[Dataset items]
-=-=-=-=-

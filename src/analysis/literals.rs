//! Variables bound only to immutable literals.

use std::collections::{BTreeMap, BTreeSet};

use crate::{
    analysis::scope,
    ast::{AstId, Module, Stmt, StmtKind},
};

/// Per function, the names every definition of which assigns a scalar literal
/// or a tuple of scalar literals.
///
/// Such a value may be duplicated into any number of use sites without
/// changing behavior.
#[derive(Debug, Clone, Default)]
pub struct Literals {
    functions: BTreeMap<AstId, BTreeSet<String>>,
}

impl Literals {
    /// Collects literal-bound names for every top-level function.
    #[must_use]
    pub fn compute(module: &Module) -> Self {
        let functions = module
            .functions()
            .map(|(id, def)| {
                let mut candidates = BTreeSet::new();
                let mut disqualified: BTreeSet<String> =
                    def.params.iter().map(|p| p.name.clone()).collect();
                scan(&def.body, &mut candidates, &mut disqualified);
                let names = candidates.difference(&disqualified).cloned().collect();
                (id, names)
            })
            .collect();
        Literals { functions }
    }

    /// Returns `true` if `name` is literal-bound in the function defined by
    /// statement `function`.
    #[must_use]
    pub fn contains(&self, function: AstId, name: &str) -> bool {
        self.functions
            .get(&function)
            .is_some_and(|names| names.contains(name))
    }

    /// Literal-bound names of one function.
    pub fn names(&self, function: AstId) -> impl Iterator<Item = &str> + '_ {
        self.functions
            .get(&function)
            .into_iter()
            .flat_map(|names| names.iter().map(String::as_str))
    }
}

fn scan(block: &[Stmt], candidates: &mut BTreeSet<String>, disqualified: &mut BTreeSet<String>) {
    for stmt in block {
        match &stmt.kind {
            StmtKind::FunctionDef(_) => continue,
            StmtKind::Assign { targets, value } => {
                for target in targets {
                    match target.as_name() {
                        Some(name) if value.is_immutable_literal() => {
                            candidates.insert(name.to_string());
                        }
                        _ => {
                            disqualified.extend(scope::target_root(target).map(str::to_string));
                        }
                    }
                }
            }
            StmtKind::AugAssign { target, .. } | StmtKind::For { target, .. } => {
                disqualified.extend(scope::target_root(target).map(str::to_string));
            }
            _ => {}
        }
        for nested in stmt.blocks() {
            scan(nested, candidates, disqualified);
        }
    }
}

#[cfg(test)]
mod tests {
    use super::*;
    use crate::ast::{BinOp, Expr};

    #[test]
    fn test_literal_bound_names() {
        // def f(p):
        //     a = 1
        //     t = (1, 2)
        //     l = [1]
        //     b = 2
        //     b = p
        //     c = 0
        //     c += 1
        //     p = 3
        let module = Module::new(vec![Stmt::function_def(
            "f",
            &["p"],
            vec![
                Stmt::assign_name("a", Expr::int(1)),
                Stmt::assign_name("t", Expr::tuple(vec![Expr::int(1), Expr::int(2)])),
                Stmt::assign_name("l", Expr::list(vec![Expr::int(1)])),
                Stmt::assign_name("b", Expr::int(2)),
                Stmt::assign_name("b", Expr::name("p")),
                Stmt::assign_name("c", Expr::int(0)),
                Stmt::aug_assign("c", BinOp::Add, Expr::int(1)),
                Stmt::assign_name("p", Expr::int(3)),
            ],
        )]);

        let literals = Literals::compute(&module);
        let (id, _) = module.functions().next().unwrap();
        let names: Vec<&str> = literals.names(id).collect();
        assert_eq!(names, vec!["a", "t"]);
        assert!(!literals.contains(id, "p"));
    }
}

-=-=-=-=-

Assignment: Counting only those lines of the data above where the word "analysis" appears, give the number and nothing more.

Written response: 2